§ **Material provided**:

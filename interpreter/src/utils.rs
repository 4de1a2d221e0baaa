//! Small utilities.

use primitive_types::{H160, H256, U256};
use sha3::{Digest, Keccak256};

/// Convert [H160] into [U256], right aligned.
#[must_use]
pub fn h160_to_u256(v: H160) -> U256 {
	U256::from_big_endian(H256::from(v).as_bytes())
}

/// Convert the low 160 bits of [U256] into [H160].
#[must_use]
pub fn u256_to_h160(v: U256) -> H160 {
	let mut bytes = [0u8; 32];
	v.to_big_endian(&mut bytes);
	H160::from_slice(&bytes[12..])
}

/// Convert [U256] into [H256].
#[must_use]
pub fn u256_to_h256(v: U256) -> H256 {
	let mut ret = H256::zero();
	v.to_big_endian(&mut ret[..]);
	ret
}

/// Boolean as a word, `1` or `0`.
#[inline]
#[must_use]
pub fn bool_to_u256(v: bool) -> U256 {
	if v {
		U256::one()
	} else {
		U256::zero()
	}
}

/// Keccak-256 of the big-endian encoding of `words`, as a word.
#[must_use]
pub fn keccak_words(words: &[U256]) -> U256 {
	let mut hasher = Keccak256::new();
	for word in words {
		hasher.update(u256_to_h256(*word).as_bytes());
	}
	U256::from_big_endian(hasher.finalize().as_slice())
}
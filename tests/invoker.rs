
use exvm::{
	backend::{MergeStrategy, RuntimeBaseBackend},
	Config, ExitError, ExitException, ExitFatal, ExpressionId, ExpressionShape,
	IntegrityErrorKind, Scope,
};
use primitive_types::U256;

use crate::mock::{args, assemble, caller, host, invoker, other, words};

const COUNTER: &str = "
	push 1        # key
	push 1
	get
	push 1
	add 2         # stored + 1
	set
	push 1
	get
";

#[test]
fn store_persists_across_evaluations() {
	let mut invoker = invoker(Config::default());
	let id = invoker
		.attach(host(), assemble(COUNTER), ExpressionShape::new(vec![1]))
		.unwrap();

	assert_eq!(invoker.evaluate(id, args(0, vec![])).unwrap(), words(&[1]));
	assert_eq!(invoker.evaluate(id, args(0, vec![])).unwrap(), words(&[2]));
	assert_eq!(invoker.evaluate(id, args(0, vec![])).unwrap(), words(&[3]));
	assert_eq!(
		invoker.backend().storage(Scope::host(host()), U256::one()),
		U256::from(3)
	);
	assert_eq!(
		invoker.backend().storage(Scope::host(host()), U256::from(2)),
		U256::zero()
	);
}

#[test]
fn hosts_and_subjects_do_not_collide() {
	let mut invoker = invoker(Config::default());
	let first = invoker
		.attach(host(), assemble(COUNTER), ExpressionShape::new(vec![1]))
		.unwrap();
	let second = invoker
		.attach(other(), assemble(COUNTER), ExpressionShape::new(vec![1]))
		.unwrap();

	invoker.evaluate(first, args(0, vec![])).unwrap();
	invoker.evaluate(first, args(0, vec![])).unwrap();
	assert_eq!(invoker.evaluate(second, args(0, vec![])).unwrap(), words(&[1]));

	let mut segment = args(0, vec![]);
	segment.subject = U256::from(7);
	assert_eq!(invoker.evaluate(first, segment).unwrap(), words(&[1]));
	assert_eq!(invoker.evaluate(first, args(0, vec![])).unwrap(), words(&[3]));

	let backend = invoker.backend();
	assert_eq!(backend.storage.len(), 3);
	assert_eq!(
		backend.storage(
			Scope {
				host: host(),
				subject: U256::from(7),
			},
			U256::one()
		),
		U256::one()
	);
}

#[test]
fn failed_ensure_rolls_back_writes() {
	let mut invoker = invoker(Config::default());
	let id = invoker
		.attach(
			host(),
			assemble("push 1\npush 9\nset\npush 0\nensure 4\npush 1"),
			ExpressionShape::new(vec![1]),
		)
		.unwrap();

	assert_eq!(
		invoker.evaluate(id, args(0, vec![])),
		Err(ExitException::EnsureFailed(4).into())
	);
	assert!(invoker.backend().storage.is_empty());
}

#[test]
fn preview_matches_evaluate_and_does_not_commit() {
	let mut invoker = invoker(Config::default());
	let id = invoker
		.attach(host(), assemble(COUNTER), ExpressionShape::new(vec![1]))
		.unwrap();

	let previewed = invoker.preview(id, args(0, vec![])).unwrap();
	assert!(invoker.backend().storage.is_empty());
	assert_eq!(invoker.preview(id, args(0, vec![])).unwrap(), previewed);

	let evaluated = invoker.evaluate(id, args(0, vec![])).unwrap();
	assert_eq!(previewed, evaluated);
	assert_eq!(invoker.backend().storage.len(), 1);
}

#[test]
fn transact_then_discard() {
	let mut invoker = invoker(Config::default());
	let id = invoker
		.attach(host(), assemble(COUNTER), ExpressionShape::new(vec![1]))
		.unwrap();

	let (output, changeset) = invoker.transact(id, args(0, vec![])).unwrap();
	assert_eq!(output, words(&[1]));
	assert_eq!(changeset.len(), 1);
	invoker.finish(changeset, MergeStrategy::Discard);
	assert!(invoker.backend().storage.is_empty());

	let (_, changeset) = invoker.transact(id, args(0, vec![])).unwrap();
	invoker.finish(changeset, MergeStrategy::Commit);
	assert_eq!(invoker.backend().storage.len(), 1);
}

#[test]
fn caller_errors() {
	let mut invoker = invoker(Config::default());
	let id = invoker
		.attach(
			host(),
			assemble("context 0 1\n---\npush 1"),
			ExpressionShape::new(vec![1, 1]).with_context(vec![2]),
		)
		.unwrap();

	assert_eq!(
		invoker.evaluate(ExpressionId(9), args(0, vec![words(&[1, 2])])),
		Err(ExitFatal::UnknownExpression.into())
	);
	assert_eq!(
		invoker.evaluate(id, args(2, vec![words(&[1, 2])])),
		Err(ExitFatal::NotEntrypoint.into())
	);
	assert_eq!(
		invoker.evaluate(id, args(0, vec![words(&[1])])),
		Err(ExitException::ContextMismatch.into())
	);
	assert_eq!(
		invoker.evaluate(id, args(0, vec![words(&[1, 2])])).unwrap(),
		words(&[2])
	);
	assert_eq!(
		invoker.evaluate(id, args(1, vec![words(&[1, 2])])).unwrap(),
		words(&[1])
	);
}

#[test]
fn environment_reaches_the_expression() {
	let mut invoker = invoker(Config::default());
	let id = invoker
		.attach(
			host(),
			assemble("block_number\nsender\nthis_address"),
			ExpressionShape::new(vec![3]),
		)
		.unwrap();

	let output = invoker.evaluate(id, args(0, vec![])).unwrap();
	assert_eq!(output[0], U256::from(100));
	assert_eq!(output[1], exvm::interpreter::utils::h160_to_u256(caller()));
	assert_eq!(output[2], exvm::interpreter::utils::h160_to_u256(host()));
}

#[test]
fn attach_rejects_bad_expressions() {
	let mut invoker = invoker(Config::default());

	let err = invoker
		.attach(host(), assemble("push 1"), ExpressionShape::new(vec![2]))
		.unwrap_err();
	assert_eq!(
		err.kind,
		IntegrityErrorKind::InsufficientOutputs {
			expected: 2,
			actual: 1,
		}
	);

	let err = invoker
		.attach(host(), assemble("push 1\nadd 2"), ExpressionShape::new(vec![1]))
		.unwrap_err();
	assert_eq!(err.kind, IntegrityErrorKind::StackUnderflow);
	assert_eq!(err.position, Some(1));

	assert_eq!(invoker.function_count(), 0);
	let err = invoker
		.attach(
			host(),
			assemble("push 1\ncall 0 1 1"),
			ExpressionShape::new(vec![1]).with_functions(4),
		)
		.unwrap_err();
	assert_eq!(err.kind, IntegrityErrorKind::FunctionOutOfRange);
	assert_eq!(invoker.host(ExpressionId(0)), None);
}

#[test]
fn registered_functions_are_callable() {
	let mut invoker = invoker(Config::default());
	let sum = invoker.register_function(|inputs: &[U256]| -> Result<Vec<U256>, ExitError> {
		Ok(vec![inputs[0] + inputs[1], inputs[0]])
	});
	let fail = invoker.register_function(|_: &[U256]| -> Result<Vec<U256>, ExitError> {
		Err(ExitException::FunctionFailed("unpriced".into()).into())
	});
	assert_eq!((sum, fail), (0, 1));

	let id = invoker
		.attach(
			host(),
			assemble("push 3\npush 4\ncall 0 2 2\n---\ncall 1 0 1"),
			ExpressionShape::new(vec![2, 1]).with_functions(2),
		)
		.unwrap();

	assert_eq!(invoker.evaluate(id, args(0, vec![])).unwrap(), words(&[7, 3]));
	assert_eq!(
		invoker.evaluate(id, args(1, vec![])),
		Err(ExitException::FunctionFailed("unpriced".into()).into())
	);
}

#[test]
fn zipmap_runs_child_sources() {
	let mut invoker = invoker(Config::default());
	let id = invoker
		.attach(
			host(),
			assemble(
				"
				push 1
				push 2
				push 3
				zipmap 1 1 3
				---
				push 10
				mul 2
				",
			),
			ExpressionShape::new(vec![3]),
		)
		.unwrap();

	assert_eq!(invoker.bounds(id).unwrap()[1].inputs, 1);
	assert_eq!(
		invoker.evaluate(id, args(0, vec![])).unwrap(),
		words(&[10, 20, 30])
	);
}

#[test]
fn attach_rejects_unbounded_work() {
	let chain = |len: usize| -> String {
		(1..len)
			.map(|next| format!("zipmap {} 0 63\n---\n", next))
			.collect::<String>()
	};
	let mut invoker = invoker(Config::default());

	let id = invoker
		.attach(host(), assemble(&chain(4)), ExpressionShape::new(vec![0]))
		.unwrap();
	assert_eq!(invoker.bounds(id).unwrap()[0].work, 1 + 63 * 64);
	assert_eq!(invoker.evaluate(id, args(0, vec![])).unwrap(), Vec::<U256>::new());

	let err = invoker
		.attach(host(), assemble(&chain(9)), ExpressionShape::new(vec![0]))
		.unwrap_err();
	assert_eq!(err.kind, IntegrityErrorKind::WorkLimitExceeded);
}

§ **Work to complete**: I'd like the number of lines above that contain the word "npush", and nothing besides that number.

§ **Response for this exercise**: 3